> [The task]: Search the entries for lines that contain the word "configuration", and report each one found.

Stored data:
★ ★ ★ ★

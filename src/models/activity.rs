use super::{EventId, ParticipantId};
use chrono::{DateTime, Utc};
use serde::Serialize;

/// One certificate download.
#[derive(Debug, Clone, PartialEq, Serialize)]
pub struct DownloadLog {
    pub participant_id: ParticipantId,
    pub event_id: EventId,
    pub timestamp: DateTime<Utc>,
    pub ip_address: String,
}

/// One mutating admin action.
#[derive(Debug, Clone, PartialEq, Serialize)]
pub struct AdminLogEntry {
    pub admin: String,
    pub action: String,
    pub details: String,
    pub ip_address: String,
    pub timestamp: DateTime<Utc>,
}

impl AdminLogEntry {
    pub fn new(
        admin: impl Into<String>,
        action: impl Into<String>,
        details: impl Into<String>,
        ip_address: impl Into<String>,
    ) -> Self {
        Self {
            admin: admin.into(),
            action: action.into(),
            details: details.into(),
            ip_address: ip_address.into(),
            timestamp: Utc::now(),
        }
    }
}
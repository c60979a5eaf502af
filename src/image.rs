// SPDX-License-Identifier: MIT
//! Embedded image codec
//!
//! The container does not interpret image payloads: bytes are stored and
//! returned verbatim, framed only by the size in their index entry.

use serde::{Deserialize, Serialize};

/// An embedded raster image
#[derive(Debug, Clone, PartialEq, Eq, Default, Serialize, Deserialize)]
pub struct MapImage {
    data: Vec<u8>,
}

impl MapImage {
    pub fn new() -> Self {
        Self::default()
    }

    pub fn from_bytes(data: impl Into<Vec<u8>>) -> Self {
        Self { data: data.into() }
    }

    /// Replace the payload with `bytes`
    pub fn load_from_bytes(&mut self, bytes: &[u8]) {
        self.data.clear();
        self.data.extend_from_slice(bytes);
    }

    /// Payload as written to the container
    pub fn to_bytes(&self) -> Vec<u8> {
        self.data.clone()
    }

    #[inline]
    pub fn as_bytes(&self) -> &[u8] {
        &self.data
    }

    pub fn into_bytes(self) -> Vec<u8> {
        self.data
    }

    pub fn len(&self) -> usize {
        self.data.len()
    }

    pub fn is_empty(&self) -> bool {
        self.data.is_empty()
    }

    /// MIME type guessed from the payload signature, if recognized
    #[cfg(feature = "file-type-detection")]
    pub fn mime_type(&self) -> Option<&'static str> {
        infer::get(&self.data).map(|kind| kind.mime_type())
    }

    /// Whether the payload signature is a known image format
    #[cfg(feature = "file-type-detection")]
    pub fn is_image(&self) -> bool {
        infer::is_image(&self.data)
    }
}

impl From<Vec<u8>> for MapImage {
    fn from(data: Vec<u8>) -> Self {
        Self { data }
    }
}
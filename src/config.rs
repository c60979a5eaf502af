// SPDX-License-Identifier: MIT
//! Document configuration

use crate::error::{MapFileError, Result};
use crate::format::{CURRENT_VERSION, SUPPORTED_VERSIONS};

#[derive(Debug, Clone, Copy, PartialEq, Eq)]
pub struct MapFileConfig {
    /// Version written by documents that were never read from disk
    pub default_version: u8,
    /// Write to a sibling temp file and rename it over the target
    pub atomic_writes: bool,
    /// `fsync` the written file before the save returns
    pub durable_writes: bool,
}

impl MapFileConfig {
    pub fn new() -> Self {
        Self {
            default_version: CURRENT_VERSION,
            atomic_writes: true,
            durable_writes: false,
        }
    }

    pub fn with_default_version(mut self, version: u8) -> Self {
        self.default_version = version;
        self
    }

    pub fn with_atomic_writes(mut self, atomic_writes: bool) -> Self {
        self.atomic_writes = atomic_writes;
        self
    }

    pub fn with_durable_writes(mut self, durable_writes: bool) -> Self {
        self.durable_writes = durable_writes;
        self
    }

    /// Validate configuration
    pub fn validate(&self) -> Result<()> {
        if !SUPPORTED_VERSIONS.contains(&self.default_version) {
            return Err(MapFileError::invalid(format!(
                "default version {} is not one of {:?}",
                self.default_version, SUPPORTED_VERSIONS
            )));
        }
        Ok(())
    }
}

impl Default for MapFileConfig {
    fn default() -> Self {
        Self::new()
    }
}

★ ★ ★ ★

> [Exercise solution]:
//! Document configuration
    /// Validate configuration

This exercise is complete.